I don't get anything about this book, called 2666, heralded as a "masterpiece" here, and also here. It's by Chilean-born author, Roberto Bolano, and published posthumously, and translated from the Spanish, after his death at 50 in 2003.
First of all, I don't get why this is such a magnificent work of fiction. Surely, it is long. Surely, it is
hypnotic, with its 800-word sentences and endless endless endless lists. For instance:
"Then, too, she was against cults and healers and all those despicable people who tried to swindle the poor. She thought botanomancy, or the art of predicting the future through plants, was trickery. Still, she knew how it worked, and once she explained to a third-rate healer the different branches of the divinatory art of botanomancy, namely: Floromancy, or the study of the shapes, movements, and reactions of plants, subdivided in turn into cromniomancy and fructomancy, the reading of sprouting onions or fruits, and also dendromancy, the interpretation of trees, and phyllomancy, the study of leaves, and xylomancy, or divination using wood and tree branches, which, she said, is lovely, poetic, but has more to do with...."
This goes on and on and on; the paragraph is 10 pages long! Ten. Pages. Long.
Some of the list-y descriptions are short, but also hypnotic. And incredibly boring:
"All four were put up at the same hotel. Morini and Norton were on the third floor, in rooms 305 and 311, respectively. Espinoza was on the fifth floor, in room 509. And Pelletier was on the sixth floor, in room 602. The hotel was literally overrun by a German orchestra and a Russian choir, and there was a constant musical hubbub..."
Uh, and this matters, because?
The book contains five parts, called "Parts," some of which are vaguely connected, but mostly, not. The hotel room list is from "The Part about the Critics," describing four academics who specialize in the study of Archimboldi, a mysterious German writer. There's "The Part about Amalfitano," who's a Mexican academic. "The Part about Fate" is about a black newspaper reporter, and is set in Mexico but not really relevant to anything else.

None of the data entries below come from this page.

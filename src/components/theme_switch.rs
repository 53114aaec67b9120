use web_sys::window;
use yew::prelude::*;

const STORAGE_KEY: &str = "theme";

#[derive(Clone, Copy, Debug, PartialEq, Eq)]
pub enum Theme {
    Light,
    Dark,
}

impl Theme {
    pub fn as_str(self) -> &'static str {
        match self {
            Theme::Light => "light",
            Theme::Dark => "dark",
        }
    }

    pub fn from_stored(value: &str) -> Option<Theme> {
        match value {
            "light" => Some(Theme::Light),
            "dark" => Some(Theme::Dark),
            _ => None,
        }
    }

    pub fn toggled(self) -> Theme {
        match self {
            Theme::Light => Theme::Dark,
            Theme::Dark => Theme::Light,
        }
    }

    /// Stored choice first, then the OS preference, then light.
    pub fn preferred() -> Theme {
        let Some(window) = window() else {
            return Theme::Light;
        };
        if let Ok(Some(storage)) = window.local_storage() {
            if let Ok(Some(stored)) = storage.get_item(STORAGE_KEY) {
                if let Some(theme) = Theme::from_stored(&stored) {
                    return theme;
                }
            }
        }
        match window.match_media("(prefers-color-scheme: dark)") {
            Ok(Some(query)) if query.matches() => Theme::Dark,
            _ => Theme::Light,
        }
    }

    pub fn persist(self) {
        if let Some(window) = window() {
            if let Ok(Some(storage)) = window.local_storage() {
                let _ = storage.set_item(STORAGE_KEY, self.as_str());
            }
        }
    }
}

#[derive(Properties, PartialEq)]
pub struct ThemeSwitchProps {
    pub theme: Theme,
    pub on_change: Callback<Theme>,
}

#[function_component(ThemeSwitch)]
pub fn theme_switch(props: &ThemeSwitchProps) -> Html {
    let is_dark = props.theme == Theme::Dark;

    {
        use_effect_with_deps(
            move |theme: &Theme| {
                theme.persist();
                || ()
            },
            props.theme,
        );
    }

    let onclick = {
        let on_change = props.on_change.clone();
        let theme = props.theme;
        Callback::from(move |_: MouseEvent| on_change.emit(theme.toggled()))
    };

    html! {
        <button
            role="switch"
            aria-checked={is_dark.to_string()}
            aria-label="Переключить тему"
            title={if is_dark { "Светлая тема" } else { "Тёмная тема" }}
            class={classes!("theme-switch", is_dark.then(|| "on"))}
            {onclick}
        >
            <span class="theme-knob">{if is_dark { "☾" } else { "☀" }}</span>
            <style>
                {r#"
                .theme-switch {
                    position: relative;
                    display: inline-flex;
                    align-items: center;
                    width: 3rem;
                    height: 1.75rem;
                    border-radius: 999px;
                    border: 1px solid #d1d5db;
                    background: #d1d5db;
                    cursor: pointer;
                    transition: background-color 0.3s ease, border-color 0.3s ease;
                }
                .theme-switch.on {
                    background: #ea580c;
                    border-color: #ea580c;
                }
                .theme-knob {
                    position: absolute;
                    left: 0.125rem;
                    width: 1.25rem;
                    height: 1.25rem;
                    border-radius: 50%;
                    background: #fff;
                    color: #f97316;
                    font-size: 0.8rem;
                    display: flex;
                    align-items: center;
                    justify-content: center;
                    transition: left 0.25s cubic-bezier(0.5, 1.6, 0.4, 0.8);
                }
                .theme-switch.on .theme-knob {
                    left: calc(100% - 1.375rem);
                }
                "#}
            </style>
        </button>
    }
}

#[cfg(test)]
mod tests {
    use super::*;

    #[test]
    fn stored_values_round_trip() {
        for theme in [Theme::Light, Theme::Dark] {
            assert_eq!(Theme::from_stored(theme.as_str()), Some(theme));
        }
        assert_eq!(Theme::from_stored("sepia"), None);
    }

    #[test]
    fn toggling_twice_is_identity() {
        assert_eq!(Theme::Light.toggled(), Theme::Dark);
        assert_eq!(Theme::Dark.toggled().toggled(), Theme::Dark);
    }
}
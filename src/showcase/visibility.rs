use std::cell::Cell;
use std::rc::Rc;

use log::warn;
use wasm_bindgen::closure::Closure;
use wasm_bindgen::JsCast;
use web_sys::js_sys::Array;
use web_sys::{IntersectionObserver, IntersectionObserverEntry, IntersectionObserverInit};
use yew::prelude::*;

/// Latch that lets the first intersecting notification through and ignores
/// everything after it.
#[derive(Debug, Default)]
pub struct OneShot {
    fired: Cell<bool>,
}

impl OneShot {
    pub fn fire(&self, intersecting: bool) -> bool {
        if intersecting && !self.fired.get() {
            self.fired.set(true);
            true
        } else {
            false
        }
    }

    pub fn has_fired(&self) -> bool {
        self.fired.get()
    }
}

struct Gate {
    observer: IntersectionObserver,
    _callback: Closure<dyn FnMut(Array)>,
}

impl Drop for Gate {
    fn drop(&mut self) {
        self.observer.disconnect();
    }
}

fn observe_once(host: &NodeRef, margin_px: u32, on_visible: Callback<()>) -> Option<Gate> {
    let element = host.cast::<web_sys::Element>()?;
    let latch = Rc::new(OneShot::default());
    let observer_slot: Rc<Cell<Option<IntersectionObserver>>> = Rc::new(Cell::new(None));

    let callback = {
        let latch = latch.clone();
        let observer_slot = observer_slot.clone();
        let on_visible = on_visible.clone();
        Closure::wrap(Box::new(move |entries: Array| {
            let intersecting = entries
                .iter()
                .any(|entry| entry.unchecked_into::<IntersectionObserverEntry>().is_intersecting());
            if latch.fire(intersecting) {
                if let Some(observer) = observer_slot.take() {
                    observer.disconnect();
                }
                on_visible.emit(());
            }
        }) as Box<dyn FnMut(Array)>)
    };

    let options = IntersectionObserverInit::new();
    options.set_root_margin(&format!("{}px", margin_px));
    match IntersectionObserver::new_with_options(callback.as_ref().unchecked_ref(), &options) {
        Ok(observer) => {
            observer.observe(&element);
            observer_slot.set(Some(observer.clone()));
            Some(Gate { observer, _callback: callback })
        }
        Err(err) => {
            // No IntersectionObserver: mount right away.
            warn!("lazy mount unavailable, mounting eagerly: {:?}", err);
            on_visible.emit(());
            None
        }
    }
}

/// Calls `on_visible` once, when `host` comes within `margin_px` of the
/// viewport, then stops observing for good.
#[hook]
pub fn use_visibility_gate(host: NodeRef, margin_px: u32, on_visible: Callback<()>) {
    use_effect_with_deps(
        move |_| {
            let gate = observe_once(&host, margin_px, on_visible);
            move || drop(gate)
        },
        (),
    );
}

#[cfg(test)]
mod tests {
    use super::*;

    #[test]
    fn latch_fires_exactly_once() {
        let latch = OneShot::default();
        assert!(!latch.fire(false));
        assert!(latch.fire(true));
        assert!(!latch.fire(true));
        assert!(!latch.fire(false));
        assert!(latch.has_fired());
    }
}
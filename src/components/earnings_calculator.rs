use gloo_timers::future::TimeoutFuture;
use wasm_bindgen_futures::spawn_local;
use web_sys::js_sys::Date;
use web_sys::HtmlInputElement;
use yew::prelude::*;

pub const MIN_VIEWS: u32 = 50_000;
pub const MAX_VIEWS: u32 = 5_000_000;
pub const VIEWS_STEP: u32 = 50_000;
const DEFAULT_VIEWS: u32 = 500_000;
const TWEEN_MS: f64 = 260.0;
const FRAME_MS: u32 = 16;

#[derive(Clone, Copy, Debug, PartialEq, Eq)]
pub enum Market {
    English,
    Portuguese,
    Spanish,
}

impl Market {
    pub const ALL: [Market; 3] = [Market::English, Market::Portuguese, Market::Spanish];

    /// Revenue per thousand views, USD.
    pub fn rpm(self) -> f64 {
        match self {
            Market::English => 5.0,
            Market::Portuguese => 1.5,
            Market::Spanish => 2.5,
        }
    }

    fn flag(self) -> &'static str {
        match self {
            Market::English => "🇺🇸",
            Market::Portuguese => "🇵🇹",
            Market::Spanish => "🇪🇸",
        }
    }

    fn code(self) -> &'static str {
        match self {
            Market::English => "en",
            Market::Portuguese => "pt",
            Market::Spanish => "es",
        }
    }

    fn enabled_by_default(self) -> bool {
        !matches!(self, Market::Spanish)
    }
}

pub fn monthly_income(views: u32, markets: &[Market]) -> f64 {
    markets
        .iter()
        .map(|market| f64::from(views) / 1000.0 * market.rpm())
        .sum()
}

pub fn clamp_views(views: u32) -> u32 {
    let snapped = (views / VIEWS_STEP) * VIEWS_STEP;
    snapped.clamp(MIN_VIEWS, MAX_VIEWS)
}

/// Position of `views` along the slider track, 0..=100.
pub fn slider_percent(views: u32) -> f64 {
    f64::from(views - MIN_VIEWS) / f64::from(MAX_VIEWS - MIN_VIEWS) * 100.0
}

pub fn group_thousands(value: u64) -> String {
    let digits = value.to_string();
    let mut out = String::with_capacity(digits.len() + digits.len() / 3);
    for (i, ch) in digits.chars().enumerate() {
        if i > 0 && (digits.len() - i) % 3 == 0 {
            out.push(',');
        }
        out.push(ch);
    }
    out
}

/// Displayed value `progress` (0..=1) of the way from `start` to `end`.
pub fn tween(start: f64, end: f64, progress: f64) -> f64 {
    (start + (end - start) * progress.clamp(0.0, 1.0)).floor()
}

#[function_component(EarningsCalculator)]
pub fn earnings_calculator() -> Html {
    let views = use_state(|| DEFAULT_VIEWS);
    let markets = use_state(|| {
        Market::ALL
            .iter()
            .copied()
            .filter(|m| m.enabled_by_default())
            .collect::<Vec<_>>()
    });
    let shown_income = use_state(|| 0.0_f64);
    let bubble_visible = use_state(|| false);
    // Bumped on every new target and on unmount; a tween stops as soon as it
    // no longer owns the current generation.
    let generation = use_mut_ref(|| 0_u32);
    // Last value written by a tween; the next one starts from here.
    let last_income = use_mut_ref(|| 0.0_f64);

    {
        let shown_income = shown_income.clone();
        let generation = generation.clone();
        let last_income = last_income.clone();
        let target = monthly_income(*views, &markets);
        use_effect_with_deps(
            move |_| {
                *generation.borrow_mut() += 1;
                let owned = *generation.borrow();
                let start = *last_income.borrow();
                spawn_local(async move {
                    let started_at = Date::now();
                    loop {
                        if *generation.borrow() != owned {
                            break;
                        }
                        let progress = (Date::now() - started_at) / TWEEN_MS;
                        let value = tween(start, target, progress);
                        *last_income.borrow_mut() = value;
                        shown_income.set(value);
                        if progress >= 1.0 {
                            break;
                        }
                        TimeoutFuture::new(FRAME_MS).await;
                    }
                });
                || ()
            },
            (*views, (*markets).clone()),
        );
    }

    {
        let generation = generation.clone();
        use_effect_with_deps(
            move |_| {
                move || {
                    *generation.borrow_mut() += 1;
                }
            },
            (),
        );
    }

    let on_input = {
        let views = views.clone();
        Callback::from(move |e: InputEvent| {
            let input: HtmlInputElement = e.target_unchecked_into();
            if let Ok(value) = input.value().parse::<u32>() {
                views.set(clamp_views(value));
            }
        })
    };

    let show_bubble = {
        let bubble_visible = bubble_visible.clone();
        Callback::from(move |_: PointerEvent| bubble_visible.set(true))
    };
    let hide_bubble = {
        let bubble_visible = bubble_visible.clone();
        Callback::from(move |_: PointerEvent| bubble_visible.set(false))
    };

    let percent = slider_percent(*views);
    let views_label = group_thousands(u64::from(*views));

    html! {
        <div class="earnings-card">
            <span class="earnings-caption">{"Месячные просмотры"}</span>
            <div class="earnings-range">
                <input
                    type="range"
                    min={MIN_VIEWS.to_string()}
                    max={MAX_VIEWS.to_string()}
                    step={VIEWS_STEP.to_string()}
                    value={views.to_string()}
                    style={format!("--percent: {:.2}%;", percent)}
                    oninput={on_input}
                    onpointerdown={show_bubble}
                    onpointerup={hide_bubble.clone()}
                    onpointerleave={hide_bubble}
                />
                <div
                    class={classes!("range-bubble", (*bubble_visible).then(|| "show"))}
                    style={format!("left: {:.2}%;", percent)}
                >
                    {views_label.clone()}
                </div>
            </div>
            <div class="earnings-views">{views_label}</div>
            <div class="earnings-markets">
                { for Market::ALL.iter().map(|&market| {
                    let checked = markets.contains(&market);
                    let onchange = {
                        let markets = markets.clone();
                        Callback::from(move |_: Event| {
                            let mut next = (*markets).clone();
                            if let Some(pos) = next.iter().position(|m| *m == market) {
                                next.remove(pos);
                            } else {
                                next.push(market);
                            }
                            markets.set(next);
                        })
                    };
                    html! {
                        <label key={market.code()} class="market-toggle">
                            <input type="checkbox" {checked} {onchange} />
                            <span class="market-dot"></span>
                            <span class="market-flag">{market.flag()}</span>
                        </label>
                    }
                }) }
            </div>
            <div class="earnings-caption">{"Потенциальный доход:"}</div>
            <div class="earnings-income">
                {format!("${} / месяц", group_thousands(*shown_income as u64))}
            </div>
            <style>
                {r#"
                .earnings-card {
                    position: relative;
                    max-width: 36rem;
                    margin: 0 auto;
                    padding: 2rem;
                    border-radius: 1rem;
                    background: #fff;
                    border: 1px solid rgba(0, 0, 0, 0.05);
                    box-shadow: 0 20px 40px rgba(0, 0, 0, 0.08);
                }
                .dark .earnings-card {
                    background: #171717;
                    border-color: rgba(255, 255, 255, 0.1);
                }
                .earnings-caption {
                    font-size: 0.875rem;
                    color: #6b7280;
                }
                .earnings-range {
                    position: relative;
                    margin: 1.5rem 0;
                }
                .earnings-range input[type="range"] {
                    width: 100%;
                    accent-color: #ea580c;
                }
                .range-bubble {
                    position: absolute;
                    top: -2rem;
                    transform: translateX(-50%);
                    padding: 0.15rem 0.5rem;
                    border-radius: 0.5rem;
                    background: #ea580c;
                    color: #fff;
                    font-size: 0.75rem;
                    opacity: 0;
                    transition: opacity 0.15s ease;
                    pointer-events: none;
                }
                .range-bubble.show {
                    opacity: 1;
                }
                .earnings-views {
                    font-size: 1.5rem;
                    font-weight: 700;
                    margin-bottom: 1.5rem;
                }
                .earnings-markets {
                    display: flex;
                    justify-content: center;
                    gap: 2.5rem;
                    margin-bottom: 1.5rem;
                }
                .market-toggle {
                    display: flex;
                    flex-direction: column;
                    align-items: center;
                    gap: 0.25rem;
                    cursor: pointer;
                }
                .market-toggle input {
                    display: none;
                }
                .market-dot {
                    width: 1.5rem;
                    height: 1.5rem;
                    border-radius: 50%;
                    border: 2px solid #9ca3af;
                    transition: all 0.2s ease;
                }
                .market-toggle input:checked + .market-dot {
                    border-color: #ea580c;
                    background: #ea580c;
                }
                .market-flag {
                    font-size: 1.5rem;
                }
                .earnings-income {
                    font-size: 1.875rem;
                    font-weight: 800;
                }
                "#}
            </style>
        </div>
    }
}

#[cfg(test)]
mod tests {
    use super::*;

    #[test]
    fn default_selection_income() {
        let income = monthly_income(500_000, &[Market::English, Market::Portuguese]);
        assert_eq!(income, 3250.0);
    }

    #[test]
    fn no_markets_no_income() {
        assert_eq!(monthly_income(MAX_VIEWS, &[]), 0.0);
    }

    #[test]
    fn views_snap_to_slider_steps() {
        assert_eq!(clamp_views(0), MIN_VIEWS);
        assert_eq!(clamp_views(123_456), 100_000);
        assert_eq!(clamp_views(9_000_000), MAX_VIEWS);
    }

    #[test]
    fn slider_percent_spans_track() {
        assert_eq!(slider_percent(MIN_VIEWS), 0.0);
        assert_eq!(slider_percent(MAX_VIEWS), 100.0);
    }

    #[test]
    fn thousands_are_grouped() {
        assert_eq!(group_thousands(0), "0");
        assert_eq!(group_thousands(999), "999");
        assert_eq!(group_thousands(500_000), "500,000");
        assert_eq!(group_thousands(5_000_000), "5,000,000");
    }

    #[test]
    fn tween_clamps_progress() {
        assert_eq!(tween(0.0, 3250.0, 0.5), 1625.0);
        assert_eq!(tween(100.0, 0.0, 2.0), 0.0);
        assert_eq!(tween(100.0, 0.0, -1.0), 100.0);
    }
}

Then, there's "The Part about the Crimes," an endless digressive list of women who are murdered in Santa Teresa, a city in the north of Mexico. Finally, there's "The Part about Archimboldi," who turns out to be a pseudonym of a World War II German soldier who lives all over the world, and sometimes in Mexico.
Trust me when I say this: None of this makes any sense. Whatsoever.
I don't get the title, either. What the hell does it mean? There's no explanation in the nearly 900-page text. Maybe that's the year when readers might finally understand what this book is about. There are some great books that are difficult to understand, like Ulysses, say. But I can tell that it's a work of genius. This book is impossible to understand. But I can't tell anything else about it, whatsoever.
I mean: Whatsoever.
(But, maybe, if you have trouble falling asleep, just start reading, from page one. I guarantee a Trance-like State, or your money back!)